The big plot twist: Cascade Head is an extinct volcano.

“Cascade Head was a submarine volcano, formed approximately 36 to 38 million years ago, based upon what we call radiometric dating of the lava rocks,” Niem said.

It made for underwater eruptions during its existence, Niem said. The eruptions happened pretty deep and far off the continental shelf and slope at that time.

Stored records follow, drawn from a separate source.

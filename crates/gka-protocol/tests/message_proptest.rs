use proptest::prelude::*;
use std::net::Ipv4Addr;

use gka_protocol::{
    DecodeError, DistributedResponse, Endpoint, Find, MemberInfoRequest, MemberInfoResponse,
    Message, NewSponsor, Offer, PublicValue, Request, Response, SynchToken,
};

fn arb_public() -> impl Strategy<Value = PublicValue> {
    prop::collection::vec(any::<u8>(), 1..64).prop_map(PublicValue::from_bytes)
}

fn arb_endpoint() -> impl Strategy<Value = Endpoint> {
    (any::<u32>(), 1..=u16::MAX).prop_map(|(ip, port)| Endpoint::new(Ipv4Addr::from(ip), port))
}

fn arb_message() -> impl Strategy<Value = Message> {
    let service = 1..=u32::MAX;
    prop_oneof![
        service
            .clone()
            .prop_map(|required_service| Message::Find(Find { required_service })),
        service
            .clone()
            .prop_map(|offered_service| Message::Offer(Offer { offered_service })),
        (service.clone(), arb_public()).prop_map(|(required_service, pv)| {
            Message::Request(Request {
                required_service,
                requester_public_value: pv,
            })
        }),
        (
            service.clone(),
            arb_public(),
            arb_public(),
            arb_endpoint(),
            2..100u16,
            arb_public(),
            0..100u16,
        )
            .prop_map(|(s, group, pred, ep, id, pv, extra)| {
                Message::Response(Response {
                    offered_service: s,
                    new_group_public_value: group,
                    blinded_predecessor_public_value: pred,
                    new_sponsor: NewSponsor::new(ep, id, pv),
                    member_count: id + extra,
                })
            }),
        (service.clone(), prop::collection::vec(1..=u16::MAX, 1..20)).prop_map(|(s, ids)| {
            Message::MemberInfoSynchRequest(MemberInfoRequest {
                required_service: s,
                requested_member_ids: ids,
            })
        }),
        (service.clone(), 1..=u16::MAX, arb_public()).prop_map(|(s, id, pv)| {
            Message::MemberInfoResponse(MemberInfoResponse {
                offered_service: s,
                member_id: id,
                public_value: pv,
            })
        }),
        (1..=u16::MAX).prop_map(|target_member_id| Message::SynchToken(SynchToken {
            target_member_id
        })),
        Just(Message::Finish),
        Just(Message::FinishAck),
        (
            service,
            arb_public(),
            prop::collection::vec(any::<u8>(), 1..80),
            prop::collection::vec(any::<u8>(), 24..=24),
        )
            .prop_map(|(s, pv, ct, iv)| {
                Message::DistributedResponse(DistributedResponse {
                    offered_service: s,
                    sponsor_public_value: pv,
                    encrypted_group_secret: ct,
                    iv,
                })
            }),
    ]
}

proptest! {
    /// Every valid message decodes back to itself.
    #[test]
    fn valid_messages_roundtrip(msg in arb_message()) {
        let bytes = msg.encode().expect("encode");
        prop_assert_eq!(bytes[0], msg.message_type() as u8);
        let decoded = Message::decode(&bytes).expect("decode");
        prop_assert_eq!(decoded, msg);
    }

    /// Arbitrary input never panics the decoder.
    #[test]
    fn decoder_never_panics(bytes in prop::collection::vec(any::<u8>(), 0..512)) {
        let _ = Message::decode(&bytes);
    }

    /// Cutting a body short is reported, never misread.
    #[test]
    fn truncated_bodies_are_rejected(msg in arb_message(), cut in any::<prop::sample::Index>()) {
        let bytes = msg.encode().expect("encode");
        prop_assume!(bytes.len() > 1);
        let len = 1 + cut.index(bytes.len() - 1);
        prop_assert!(Message::decode(&bytes[..len]).is_err());
    }

    /// Type bytes outside 1..=12 are unknown.
    #[test]
    fn unknown_type_bytes(tag in 13..=u8::MAX, body in prop::collection::vec(any::<u8>(), 0..32)) {
        let mut bytes = vec![tag];
        bytes.extend(body);
        prop_assert_eq!(Message::decode(&bytes), Err(DecodeError::UnknownType(tag)));
    }
}

#[test]
fn reserved_zero_type_is_unknown() {
    assert_eq!(Message::decode(&[0]), Err(DecodeError::UnknownType(0)));
}
//! Protocol runtime: drives a [`KeyAgreementProtocol`] over a [`Transport`].
//!
//! The protocol state is pure: every handler returns [`Effect`]s. The
//! runtime owns the state, the transport and a [`Scheduler`] and runs one
//! event loop that multiplexes inbound datagrams, expired deadlines and
//! application commands. Nothing else touches I/O.
mod effect;
mod executor;
mod r#loop;
pub mod transport;

pub use effect::Effect;
pub use transport::Transport;

use tokio::sync::{mpsc, oneshot};

use crate::protocol::{KeyAgreementProtocol, MemberStatus};
use crate::types::{Endpoint, MemberId};

const COMMAND_CAPACITY: usize = 16;
const EVENT_CAPACITY: usize = 256;

// ── Events (runtime → app) ───────────────────────────────────────────

/// What happened inside the protocol. Secrets only appear redacted.
#[derive(Debug, Clone, PartialEq, Eq)]
pub enum ProtocolEvent {
    /// We received a member id.
    Assigned { member_id: MemberId },
    /// We are now the sponsor.
    BecameSponsor { member_id: MemberId },
    /// We admitted a new member (and handed it the sponsor role).
    Admitted {
        member_id: MemberId,
        endpoint: Endpoint,
    },
    /// One more link of the key chain was computed.
    KeyComputed { keys_computed: u16, root: String },
    /// The synchronization token reached us.
    TokenReceived { from: Endpoint },
    /// We hold the full group secret.
    GroupKeyEstablished {
        member_id: Option<MemberId>,
        fingerprint: String,
    },
    /// The run is over; the event loop stops after this.
    Finished { member_id: Option<MemberId> },
    /// A non-fatal failure (send error, bad peer input).
    Error { description: String },
}

// ── Commands (app → runtime) ─────────────────────────────────────────

pub enum RuntimeCommand {
    Snapshot { reply: oneshot::Sender<MemberStatus> },
    Shutdown,
}

/// Handle to a running member. Cheap to clone.
#[derive(Clone)]
pub struct RuntimeHandle {
    cmd_tx: mpsc::Sender<RuntimeCommand>,
    local_endpoint: Endpoint,
}

impl RuntimeHandle {
    pub fn local_endpoint(&self) -> Endpoint {
        self.local_endpoint
    }

    /// Current member status, or `None` once the runtime has stopped.
    pub async fn snapshot(&self) -> Option<MemberStatus> {
        let (tx, rx) = oneshot::channel();
        self.cmd_tx
            .send(RuntimeCommand::Snapshot { reply: tx })
            .await
            .ok()?;
        rx.await.ok()
    }

    /// Stop the event loop without waiting for the protocol to finish.
    pub async fn shutdown(&self) {
        let _ = self.cmd_tx.send(RuntimeCommand::Shutdown).await;
    }
}

/// Returned by [`MemberRuntime::spawn`].
pub struct RuntimeChannels {
    pub handle: RuntimeHandle,
    /// Closed once the event loop has stopped.
    pub events: mpsc::Receiver<ProtocolEvent>,
}

pub struct MemberRuntime;

impl MemberRuntime {
    /// Spawn the event loop for `protocol` on the current tokio runtime.
    pub fn spawn<P, T>(protocol: P, transport: T) -> RuntimeChannels
    where
        P: KeyAgreementProtocol + 'static,
        T: Transport + 'static,
    {
        let local_endpoint = protocol.local_endpoint();
        let (cmd_tx, cmd_rx) = mpsc::channel(COMMAND_CAPACITY);
        let (event_tx, event_rx) = mpsc::channel(EVENT_CAPACITY);

        tokio::spawn(r#loop::runtime_loop(protocol, transport, cmd_rx, event_tx));

        RuntimeChannels {
            handle: RuntimeHandle {
                cmd_tx,
                local_endpoint,
            },
            events: event_rx,
        }
    }
}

Back then, the coastline was actually about 30 to 40 miles east of where it is now, which meant all this was in Spongebob Squarepants territory.

If you look at the underwater volcanoes off the Oregon coast right now, you’ll get a glimpse into the past.

“They represent eruptions that probably happened like what we have today with the submarine volcanoes at Axial Ridge at Juan de Fuca spreading zone about 200, 300 miles offshore,” he said.

However, this wasn’t a spreading zone like now, meaning currently the Axial Ridge offshore is where the two continental plates meet and grind against each other, and thus they cause volcanic activity. That kind of spreading wasn’t happening in the area that Cascade Head was stewing and brewing.

Niem said scientists believe Cascade Head was something like 1,000 to 2,000 feet high at the time, and yet it was still 1,000 feet beneath the ocean surface. It stopped erupting in and around 36 million years ago.

In a few ways, it was not unlike what’s happening in Hawaii now.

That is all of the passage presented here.